DATA TO PROCESS START
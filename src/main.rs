use clap::{Parser, Subcommand, ValueEnum};
use std::path::PathBuf;
use tracing_subscriber::{layer::SubscriberExt, util::SubscriberInitExt};
use utah_housing::cities::SUPPORTED_CITIES;
use utah_housing::domain::{Cell, TableRow};
use utah_housing::scraper::{HttpListingSource, ListingSource, RecordedSource, SourceError};
use utah_housing::summary::describe;
use utah_housing::{
    cleaned_static_data, data_no_scrape, output, Config, Emitted, FetchOutcome, FetchRequest,
    Listing, ListingTable, Output, Pipeline, RawListing, COLUMNS,
};

const HEAD_ROWS: usize = 10;

#[derive(Parser)]
#[command(name = "utah-housing")]
#[command(about = "Collect and clean Utah housing listings")]
struct Cli {
    /// Log at debug level (RUST_LOG takes precedence)
    #[arg(short, long, global = true)]
    verbose: bool,

    #[command(subcommand)]
    command: Commands,
}

#[derive(Subcommand)]
enum Commands {
    /// Fetch raw listings
    Fetch(FetchArgs),

    /// Fetch listings, then clean and sanitize them
    Clean(FetchArgs),

    /// Load the bundled static datasets instead of fetching
    Static {
        /// Clean and sanitize the loaded rows
        #[arg(long)]
        cleaned: bool,

        /// Dataset to load; repeat to stack several (defaults to the configured set)
        #[arg(long = "dataset")]
        datasets: Vec<PathBuf>,

        #[command(flatten)]
        sink: SinkArgs,
    },

    /// Load the demo dataset and print an overview
    Demo,

    /// List supported cities
    Cities,
}

#[derive(clap::Args)]
struct FetchArgs {
    /// Listings per city
    #[arg(long, default_value_t = utah_housing::config::DEFAULT_MAX_LISTINGS)]
    max_listings: usize,

    /// City slug; repeat for several (defaults to every supported city)
    #[arg(long = "city")]
    cities: Vec<String>,

    /// Replay `<city>.csv` recordings from this directory instead of fetching live
    #[arg(long)]
    recordings: Option<PathBuf>,

    /// Cities fetched at the same time
    #[arg(long)]
    concurrency: Option<usize>,

    #[command(flatten)]
    sink: SinkArgs,
}

#[derive(Clone, Copy, ValueEnum)]
enum OutputKind {
    Table,
    Csv,
    Xlsx,
    Sqlite,
}

#[derive(clap::Args)]
struct SinkArgs {
    #[arg(long, value_enum, default_value = "table")]
    output: OutputKind,

    /// File written for csv/xlsx/sqlite output
    #[arg(long)]
    path: Option<PathBuf>,
}

impl SinkArgs {
    fn to_output(&self) -> Output {
        let path = |default: &str| self.path.clone().unwrap_or_else(|| PathBuf::from(default));
        match self.output {
            OutputKind::Table => Output::Table,
            OutputKind::Csv => Output::Csv(path("listings.csv")),
            OutputKind::Xlsx => Output::Xlsx(path("listings.xlsx")),
            OutputKind::Sqlite => Output::Sqlite(path("listings.sqlite3")),
        }
    }
}

/// Live site or recorded files, picked at startup.
enum CliSource {
    Live(HttpListingSource),
    Recorded(RecordedSource),
}

impl ListingSource for CliSource {
    fn fetch(&self, city: &str, limit: usize) -> Result<Vec<RawListing>, SourceError> {
        match self {
            CliSource::Live(source) => source.fetch(city, limit),
            CliSource::Recorded(source) => source.fetch(city, limit),
        }
    }
}

type CliResult<T> = Result<T, Box<dyn std::error::Error>>;

fn main() {
    let cli = Cli::parse();
    let default_level = if cli.verbose { "debug" } else { "info" };

    tracing_subscriber::registry()
        .with(
            tracing_subscriber::EnvFilter::try_from_default_env()
                .unwrap_or_else(|_| default_level.into()),
        )
        .with(tracing_subscriber::fmt::layer().with_target(false))
        .init();

    if let Err(e) = run(cli.command) {
        eprintln!("Error: {e}");
        std::process::exit(1);
    }
}

fn run(command: Commands) -> CliResult<()> {
    let config = Config::from_env()?;

    match command {
        Commands::Fetch(args) => {
            let pipeline = build_pipeline(&args, &config)?;
            let outcome = pipeline.get_data(&fetch_request(&args), &args.sink.to_output())?;
            report(&outcome);
            print_emitted(outcome.data);
        }
        Commands::Clean(args) => {
            let pipeline = build_pipeline(&args, &config)?;
            let outcome =
                pipeline.get_cleaned_data(&fetch_request(&args), &args.sink.to_output())?;
            report(&outcome);
            print_emitted(outcome.data);
        }
        Commands::Static {
            cleaned,
            datasets,
            sink,
        } => {
            let datasets = if datasets.is_empty() {
                config.static_datasets.clone()
            } else {
                datasets
            };
            if cleaned {
                print_emitted(cleaned_static_data(&datasets, &sink.to_output())?);
            } else {
                let raw = data_no_scrape(&datasets)?;
                print_emitted(output::emit(raw, &sink.to_output())?);
            }
        }
        Commands::Demo => demo(&config)?,
        Commands::Cities => {
            for city in SUPPORTED_CITIES {
                println!(
                    "{:<20}{:<20}{}",
                    city.slug,
                    city.display_name,
                    city.county.name()
                );
            }
        }
    }

    Ok(())
}

fn build_pipeline(args: &FetchArgs, config: &Config) -> CliResult<Pipeline<CliSource>> {
    let source = match args.recordings.as_ref().or(config.recordings_dir.as_ref()) {
        Some(dir) => CliSource::Recorded(RecordedSource::new(dir)),
        None => CliSource::Live(HttpListingSource::new(config)?),
    };

    let pipeline = Pipeline::from_config(source, config);
    Ok(match args.concurrency {
        Some(concurrency) => pipeline.with_concurrency(concurrency),
        None => pipeline,
    })
}

fn fetch_request(args: &FetchArgs) -> FetchRequest {
    if args.cities.is_empty() {
        FetchRequest::all_cities(args.max_listings)
    } else {
        FetchRequest::new(args.max_listings, args.cities.clone())
    }
}

fn report<T>(outcome: &FetchOutcome<T>) {
    if !outcome.rejected_cities.is_empty() {
        eprintln!("Unsupported cities: {}", outcome.rejected_cities.join(", "));
    }
    for failure in &outcome.failures {
        eprintln!("Failed {}: {}", failure.city, failure.message);
    }
}

fn demo(config: &Config) -> CliResult<()> {
    let table = cleaned_static_data(&[&config.demo_dataset], &Output::Table)?
        .into_table()
        .unwrap_or_default();

    println!("First rows:");
    print_table(&table, 5);

    let (rows, columns) = table.shape();
    println!("\nShape: {rows} rows x {columns} columns\n");

    println!("Column types:");
    for (name, ty) in COLUMNS.iter().zip(Listing::SQL_TYPES) {
        println!("  {name:<12}{ty}");
    }

    println!("\nSummary statistics:");
    print!("{}", describe(&table));
    Ok(())
}

fn print_emitted<R: TableRow>(emitted: Emitted<R>) {
    match emitted {
        Emitted::Table(table) => {
            print_table(&table, HEAD_ROWS);
            let (rows, columns) = table.shape();
            println!("[{rows} rows x {columns} columns]");
        }
        Emitted::File(path) => println!("Wrote {}", path.display()),
    }
}

fn cell_text(cell: Cell) -> String {
    match cell {
        Cell::Empty => String::new(),
        Cell::Text(text) => text,
        Cell::Number(n) => n.to_string(),
        Cell::Integer(n) => n.to_string(),
    }
}

fn print_table<R: TableRow>(table: &ListingTable<R>, limit: usize) {
    println!("{}", COLUMNS.join(" | "));
    for row in table.head(limit) {
        let cells: Vec<String> = row.cells().into_iter().map(cell_text).collect();
        println!("{}", cells.join(" | "));
    }
}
DATA TO PROCESS END
§ ACTION ITEM: Nothing but a number should be given: the count of lines above that include the string "Option".

§ FINAL ANSWER: 3